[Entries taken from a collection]
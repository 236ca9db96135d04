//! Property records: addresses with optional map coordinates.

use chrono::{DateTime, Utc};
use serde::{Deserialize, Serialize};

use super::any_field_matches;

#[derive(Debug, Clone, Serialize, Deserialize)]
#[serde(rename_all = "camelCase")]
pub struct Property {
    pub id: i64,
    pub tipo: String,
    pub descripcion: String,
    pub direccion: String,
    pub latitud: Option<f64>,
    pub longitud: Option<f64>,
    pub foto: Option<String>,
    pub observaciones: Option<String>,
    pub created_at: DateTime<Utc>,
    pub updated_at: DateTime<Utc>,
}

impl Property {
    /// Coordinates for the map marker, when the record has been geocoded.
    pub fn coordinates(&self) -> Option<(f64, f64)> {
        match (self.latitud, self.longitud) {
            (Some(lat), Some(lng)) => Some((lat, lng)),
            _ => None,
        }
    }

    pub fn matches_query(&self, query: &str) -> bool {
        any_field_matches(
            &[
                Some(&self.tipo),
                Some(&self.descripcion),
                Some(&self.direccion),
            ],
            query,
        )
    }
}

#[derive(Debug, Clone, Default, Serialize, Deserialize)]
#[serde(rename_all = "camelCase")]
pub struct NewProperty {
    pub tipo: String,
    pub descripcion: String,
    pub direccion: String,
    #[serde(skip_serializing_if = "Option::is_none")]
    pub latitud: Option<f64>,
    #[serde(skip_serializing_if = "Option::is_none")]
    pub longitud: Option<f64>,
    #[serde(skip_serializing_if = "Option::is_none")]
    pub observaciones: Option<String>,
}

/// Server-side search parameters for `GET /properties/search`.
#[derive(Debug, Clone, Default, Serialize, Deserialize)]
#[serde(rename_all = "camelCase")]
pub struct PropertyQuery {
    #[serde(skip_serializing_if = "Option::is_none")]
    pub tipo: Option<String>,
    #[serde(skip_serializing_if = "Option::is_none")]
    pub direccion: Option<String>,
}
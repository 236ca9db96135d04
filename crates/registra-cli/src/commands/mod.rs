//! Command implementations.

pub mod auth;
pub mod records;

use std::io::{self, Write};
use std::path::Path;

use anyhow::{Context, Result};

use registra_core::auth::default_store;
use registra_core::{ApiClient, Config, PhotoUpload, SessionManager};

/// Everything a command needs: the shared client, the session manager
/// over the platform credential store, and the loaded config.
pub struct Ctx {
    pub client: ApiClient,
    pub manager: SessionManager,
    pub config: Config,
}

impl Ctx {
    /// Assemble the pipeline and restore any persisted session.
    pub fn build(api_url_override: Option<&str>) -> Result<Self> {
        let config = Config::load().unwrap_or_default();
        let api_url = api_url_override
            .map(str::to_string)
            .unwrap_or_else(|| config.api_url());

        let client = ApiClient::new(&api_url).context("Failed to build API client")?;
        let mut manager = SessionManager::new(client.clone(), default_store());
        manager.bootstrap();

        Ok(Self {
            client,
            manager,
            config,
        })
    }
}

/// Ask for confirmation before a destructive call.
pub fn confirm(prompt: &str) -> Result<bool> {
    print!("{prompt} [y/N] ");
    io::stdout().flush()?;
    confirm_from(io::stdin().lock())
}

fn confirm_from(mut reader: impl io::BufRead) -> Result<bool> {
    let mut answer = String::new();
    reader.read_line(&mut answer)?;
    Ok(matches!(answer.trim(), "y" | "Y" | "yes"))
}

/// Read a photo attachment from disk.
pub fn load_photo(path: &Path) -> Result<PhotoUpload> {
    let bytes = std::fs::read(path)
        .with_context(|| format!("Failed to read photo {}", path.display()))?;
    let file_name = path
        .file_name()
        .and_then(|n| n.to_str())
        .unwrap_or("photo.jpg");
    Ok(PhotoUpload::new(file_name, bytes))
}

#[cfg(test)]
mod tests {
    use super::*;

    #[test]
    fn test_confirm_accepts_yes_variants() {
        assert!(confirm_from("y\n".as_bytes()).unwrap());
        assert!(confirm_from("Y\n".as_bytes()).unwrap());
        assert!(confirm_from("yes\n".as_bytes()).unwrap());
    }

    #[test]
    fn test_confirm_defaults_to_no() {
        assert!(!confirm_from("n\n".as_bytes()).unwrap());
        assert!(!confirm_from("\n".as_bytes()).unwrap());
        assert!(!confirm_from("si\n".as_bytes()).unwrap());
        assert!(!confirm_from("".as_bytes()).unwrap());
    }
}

• _The task_:
Look above and return each line of the records exactly, from the very first through the line with "pub struct PropertyQuery", both included.

• _Answer to the exercise_:
repository 236ca9db96135d04
//! Property records: addresses with optional map coordinates.

use chrono::{DateTime, Utc};
use serde::{Deserialize, Serialize};

use super::any_field_matches;

#[derive(Debug, Clone, Serialize, Deserialize)]
#[serde(rename_all = "camelCase")]
pub struct Property {
    pub id: i64,
    pub tipo: String,
    pub descripcion: String,
    pub direccion: String,
    pub latitud: Option<f64>,
    pub longitud: Option<f64>,
    pub foto: Option<String>,
    pub observaciones: Option<String>,
    pub created_at: DateTime<Utc>,
    pub updated_at: DateTime<Utc>,
}

impl Property {
    /// Coordinates for the map marker, when the record has been geocoded.
    pub fn coordinates(&self) -> Option<(f64, f64)> {
        match (self.latitud, self.longitud) {
            (Some(lat), Some(lng)) => Some((lat, lng)),
            _ => None,
        }
    }

    pub fn matches_query(&self, query: &str) -> bool {
        any_field_matches(
            &[
                Some(&self.tipo),
                Some(&self.descripcion),
                Some(&self.direccion),
            ],
            query,
        )
    }
}

#[derive(Debug, Clone, Default, Serialize, Deserialize)]
#[serde(rename_all = "camelCase")]
pub struct NewProperty {
    pub tipo: String,
    pub descripcion: String,
    pub direccion: String,
    #[serde(skip_serializing_if = "Option::is_none")]
    pub latitud: Option<f64>,
    #[serde(skip_serializing_if = "Option::is_none")]
    pub longitud: Option<f64>,
    #[serde(skip_serializing_if = "Option::is_none")]
    pub observaciones: Option<String>,
}

/// Server-side search parameters for `GET /properties/search`.
#[derive(Debug, Clone, Default, Serialize, Deserialize)]
#[serde(rename_all = "camelCase")]
pub struct PropertyQuery {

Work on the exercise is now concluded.